======== Provided data ========

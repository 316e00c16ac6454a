//! Trust-graph evaluation.
//!
//! The engine computes two per-user scalars on demand: `idt(u)`, the identity
//! trust balance, and `penalty(u)`, the accumulated punishment. Both walk an
//! arbitrary directed graph that may contain cycles, so each top-level call
//! carries a visited set: entering an already-visited node contributes zero.
//!
//! The result depends on the entry point. `idt(a)` started fresh is not the
//! sum of contributions observable from other starting nodes, and cached
//! intermediate balances are never reused across top-level queries — every
//! query re-walks the graph against the snapshot it was given.
//!
//! IDT and penalty are two separate recursions: the penalty of a node
//! encountered during an IDT walk is evaluated fresh, with its own visited
//! set, following outgoing edges instead of incoming ones.

use std::collections::HashSet;

use crate::identity::Identity;
use crate::store::TrustStore;

/// How many top-ranked vouchers contribute to a balance.
pub const TOP_VOUCHERS_SIZE: usize = 5;

/// Upper bound on a moderator-granted proof balance. Genesis loads bypass it.
pub const MAX_IDT_BY_PROOF: u64 = 50_000;

/// Clamp on a single vouchee's penalty before propagation. Bounds the damage
/// one punished vouchee can inflict on its vouchers while still letting
/// penalties accumulate across many vouchees.
pub const MAX_VOUCHEE_PENALTY: u64 = 4 * MAX_IDT_BY_PROOF;

/// Dampening applied to each voucher's balance per propagation level.
pub const IDT_REDUCE_BY_LEVEL_COEFFICIENT: f64 = 0.10;

/// Dampening applied to each vouchee's penalty per propagation level.
pub const PENALTY_REDUCE_BY_LEVEL_COEFFICIENT: f64 = 0.10;

/// Reserved proof id for genesis balances.
pub const GENESIS_PROOF_ID: &str = "0";

/// Cycle-safe recursive evaluator over a [`TrustStore`] snapshot.
///
/// The engine borrows the store for the duration of one or more queries;
/// callers are responsible for handing it a logically consistent snapshot
/// (the service holds its state lock across the borrow).
pub struct TrustEngine<'a> {
    store: &'a dyn TrustStore,
}

impl<'a> TrustEngine<'a> {
    pub fn new(store: &'a dyn TrustStore) -> Self {
        Self { store }
    }

    /// The user's identity-trust balance:
    /// `max(0, balance_by_vouchers + balance_by_proof - penalty)`.
    pub fn idt(&self, user: &Identity) -> u64 {
        self.idt_visited(user, &mut HashSet::new())
    }

    /// The user's accumulated penalty:
    /// `penalty_by_vouchees + penalty_by_proof`.
    pub fn penalty(&self, user: &Identity) -> u64 {
        self.penalty_visited(user, &mut HashSet::new())
    }

    fn idt_visited(&self, user: &Identity, visited: &mut HashSet<Identity>) -> u64 {
        if !visited.insert(user.clone()) {
            return 0;
        }
        let by_vouchers = self.balance_by_vouchers(user, visited);
        let by_proof = self
            .store
            .get_proof(user)
            .map(|proof| proof.balance)
            .unwrap_or(0);
        // Independent recursion with a fresh visited set, not threaded
        // through the IDT walk.
        let penalty = self.penalty(user);
        by_vouchers
            .saturating_add(by_proof)
            .saturating_sub(penalty)
    }

    /// Ranks the incoming vouchers by their own IDT, keeps the top
    /// [`TOP_VOUCHERS_SIZE`], dampens each and floors the sum once.
    fn balance_by_vouchers(&self, user: &Identity, visited: &mut HashSet<Identity>) -> u64 {
        let mut balances: Vec<u64> = self
            .store
            .incoming_vouches(user)
            .iter()
            .map(|(voucher, _)| self.idt_visited(voucher, visited))
            .collect();
        // Stable sort: ties keep the store's order.
        balances.sort_by(|a, b| b.cmp(a));
        let dampened: f64 = balances
            .iter()
            .take(TOP_VOUCHERS_SIZE)
            .map(|balance| *balance as f64 * IDT_REDUCE_BY_LEVEL_COEFFICIENT)
            .sum();
        dampened.floor() as u64
    }

    fn penalty_visited(&self, user: &Identity, visited: &mut HashSet<Identity>) -> u64 {
        if !visited.insert(user.clone()) {
            return 0;
        }
        let by_vouchees = self.penalty_by_vouchees(user, visited);
        let by_proof: u64 = self
            .store
            .penalties_of(user)
            .iter()
            .map(|penalty| penalty.balance)
            .fold(0, u64::saturating_add);
        by_vouchees.saturating_add(by_proof)
    }

    /// Each vouchee's penalty, clamped to [`MAX_VOUCHEE_PENALTY`], dampened,
    /// summed and floored once.
    fn penalty_by_vouchees(&self, user: &Identity, visited: &mut HashSet<Identity>) -> u64 {
        let dampened: f64 = self
            .store
            .outgoing_vouches(user)
            .iter()
            .map(|(vouchee, _)| {
                self.penalty_visited(vouchee, visited)
                    .min(MAX_VOUCHEE_PENALTY)
            })
            .map(|penalty| penalty as f64 * PENALTY_REDUCE_BY_LEVEL_COEFFICIENT)
            .sum();
        dampened.floor() as u64
    }
}

#[cfg(test)]
mod tests {
    use super::*;
    use crate::store::InMemoryTrustStore;
    use crate::timestamp::UnixTimestamp;

    fn id(name: &str) -> Identity {
        Identity::new(name.as_bytes().to_vec())
    }

    fn ts() -> UnixTimestamp {
        UnixTimestamp(1)
    }

    #[test]
    fn proof_alone_is_the_balance() {
        let mut store = InMemoryTrustStore::new();
        store.set_proof(&id("a"), 5, ts(), "id1");
        assert_eq!(TrustEngine::new(&store).idt(&id("a")), 5);

        store.set_proof(&id("a"), 50, ts(), "id1");
        assert_eq!(TrustEngine::new(&store).idt(&id("a")), 50);
    }

    #[test]
    fn unknown_user_has_zero_balance_and_penalty() {
        let store = InMemoryTrustStore::new();
        let engine = TrustEngine::new(&store);
        assert_eq!(engine.idt(&id("nobody")), 0);
        assert_eq!(engine.penalty(&id("nobody")), 0);
    }

    #[test]
    fn single_layer_vouch_propagates_a_tenth() {
        let mut store = InMemoryTrustStore::new();
        store.set_proof(&id("b"), 50, ts(), "id1");
        store.insert_vouch(&id("b"), &id("a"), ts());
        assert_eq!(TrustEngine::new(&store).idt(&id("a")), 5);
    }

    #[test]
    fn two_layer_vouch_compounds() {
        let mut store = InMemoryTrustStore::new();
        store.set_proof(&id("a"), 10, ts(), "id1");
        store.set_proof(&id("b"), 10, ts(), "id1");
        store.set_proof(&id("c"), 500, ts(), "id1");
        store.insert_vouch(&id("c"), &id("b"), ts());
        store.insert_vouch(&id("b"), &id("a"), ts());
        let engine = TrustEngine::new(&store);
        assert_eq!(engine.idt(&id("b")), 60);
        assert_eq!(engine.idt(&id("a")), 16);
    }

    #[test]
    fn self_vouch_contributes_nothing() {
        let mut store = InMemoryTrustStore::new();
        store.set_proof(&id("a"), 100, ts(), "id1");
        let before = TrustEngine::new(&store).idt(&id("a"));
        store.insert_vouch(&id("a"), &id("a"), ts());
        assert_eq!(TrustEngine::new(&store).idt(&id("a")), before);
    }

    #[test]
    fn only_the_top_five_vouchers_count() {
        let mut store = InMemoryTrustStore::new();
        store.set_proof(&id("a"), 10, ts(), "id1");
        for (name, balance) in [("v2", 20u64), ("v3", 30), ("v4", 40), ("v5", 50), ("v6", 60)] {
            store.set_proof(&id(name), balance, ts(), "id1");
            store.insert_vouch(&id(name), &id("a"), ts());
        }
        // Five vouchers: 0.1 * (20 + 30 + 40 + 50 + 60) = 20, plus own proof.
        assert_eq!(TrustEngine::new(&store).idt(&id("a")), 30);

        // A sixth voucher ranked below the current top five changes nothing.
        store.set_proof(&id("v1"), 10, ts(), "id1");
        store.insert_vouch(&id("v1"), &id("a"), ts());
        assert_eq!(TrustEngine::new(&store).idt(&id("a")), 30);
    }

    #[test]
    fn cycle_terminates_and_is_entry_point_sensitive() {
        let mut store = InMemoryTrustStore::new();
        store.set_proof(&id("a"), 100, ts(), "id1");
        store.set_proof(&id("b"), 100, ts(), "id1");
        store.set_proof(&id("c"), 200, ts(), "id1");
        store.insert_vouch(&id("b"), &id("c"), ts());
        store.insert_vouch(&id("c"), &id("a"), ts());
        store.insert_vouch(&id("a"), &id("b"), ts());

        let engine = TrustEngine::new(&store);
        assert_eq!(engine.idt(&id("c")), 211);
        assert_eq!(engine.idt(&id("a")), 121);
        assert_eq!(engine.idt(&id("b")), 112);

        // Re-issuing the same vouches leaves balances unchanged.
        store.insert_vouch(&id("b"), &id("c"), ts());
        store.insert_vouch(&id("c"), &id("a"), ts());
        store.insert_vouch(&id("a"), &id("b"), ts());
        let engine = TrustEngine::new(&store);
        assert_eq!(engine.idt(&id("c")), 211);
        assert_eq!(engine.idt(&id("a")), 121);
        assert_eq!(engine.idt(&id("b")), 112);
    }

    #[test]
    fn evaluation_is_deterministic_on_a_snapshot() {
        let mut store = InMemoryTrustStore::new();
        for name in ["a", "b", "c", "d"] {
            store.set_proof(&id(name), 1000, ts(), "id1");
        }
        store.insert_vouch(&id("a"), &id("b"), ts());
        store.insert_vouch(&id("b"), &id("c"), ts());
        store.insert_vouch(&id("c"), &id("a"), ts());
        store.insert_vouch(&id("d"), &id("a"), ts());
        let engine = TrustEngine::new(&store);
        let first = engine.idt(&id("a"));
        for _ in 0..10 {
            assert_eq!(engine.idt(&id("a")), first);
        }
    }

    #[test]
    fn penalty_zeroes_balance_but_never_below_zero() {
        let mut store = InMemoryTrustStore::new();
        store.set_proof(&id("a"), 50_000, ts(), "id1");
        store.insert_vouch(&id("a"), &id("b"), ts());
        let engine = TrustEngine::new(&store);
        assert_eq!(engine.idt(&id("b")), 5_000);

        store.insert_penalty("p1", &id("b"), &id("mod"), 10_000, ts());
        assert_eq!(TrustEngine::new(&store).idt(&id("b")), 0);

        store.insert_penalty("p3", &id("b"), &id("mod"), 100_000, ts());
        assert_eq!(TrustEngine::new(&store).idt(&id("b")), 0);
    }

    #[test]
    fn vouchee_penalty_is_clamped_before_propagation() {
        let mut store = InMemoryTrustStore::new();
        store.set_proof(&id("a"), 50_000, ts(), "id1");
        store.insert_vouch(&id("a"), &id("b"), ts());
        store.insert_penalty("p1", &id("b"), &id("mod"), 100_000, ts());
        store.insert_penalty("p2", &id("b"), &id("mod"), 100_000, ts());
        store.insert_penalty("p3", &id("b"), &id("mod"), 100_000, ts());

        let engine = TrustEngine::new(&store);
        // b carries 300000 of direct penalty, clamped to 200000 before the
        // 0.1 dampening: a loses exactly 20000.
        assert_eq!(engine.penalty(&id("b")), 300_000);
        assert_eq!(engine.penalty(&id("a")), 20_000);
        assert_eq!(engine.idt(&id("a")), 30_000);
    }

    #[test]
    fn penalty_recursion_survives_cycles() {
        let mut store = InMemoryTrustStore::new();
        store.insert_vouch(&id("a"), &id("b"), ts());
        store.insert_vouch(&id("b"), &id("a"), ts());
        store.insert_penalty("p1", &id("b"), &id("mod"), 1_000, ts());
        let engine = TrustEngine::new(&store);
        assert_eq!(engine.penalty(&id("b")), 1_000);
        assert_eq!(engine.penalty(&id("a")), 100);
    }

    #[test]
    fn dampening_floors_the_sum_not_each_term() {
        let mut store = InMemoryTrustStore::new();
        // Two vouchers at 15 each: 1.5 + 1.5 = 3.0, not floor(1.5) * 2 = 2.
        store.set_proof(&id("v1"), 15, ts(), "id1");
        store.set_proof(&id("v2"), 15, ts(), "id1");
        store.insert_vouch(&id("v1"), &id("a"), ts());
        store.insert_vouch(&id("v2"), &id("a"), ts());
        assert_eq!(TrustEngine::new(&store).idt(&id("a")), 3);
    }
}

========

What you are asked to do:
Transcribe, exactly and without additions, the lines of the records above, beginning with the line that contains "or more queries;" and ending with the line that contains "balance_by_vouchers + balance_by_proof", both included.

Task solution:
/// The engine borrows the store for the duration of one or more queries;
/// callers are responsible for handing it a logically consistent snapshot
/// (the service holds its state lock across the borrow).
pub struct TrustEngine<'a> {
    store: &'a dyn TrustStore,
}

impl<'a> TrustEngine<'a> {
    pub fn new(store: &'a dyn TrustStore) -> Self {
        Self { store }
    }

    /// The user's identity-trust balance:
    /// `max(0, balance_by_vouchers + balance_by_proof - penalty)`.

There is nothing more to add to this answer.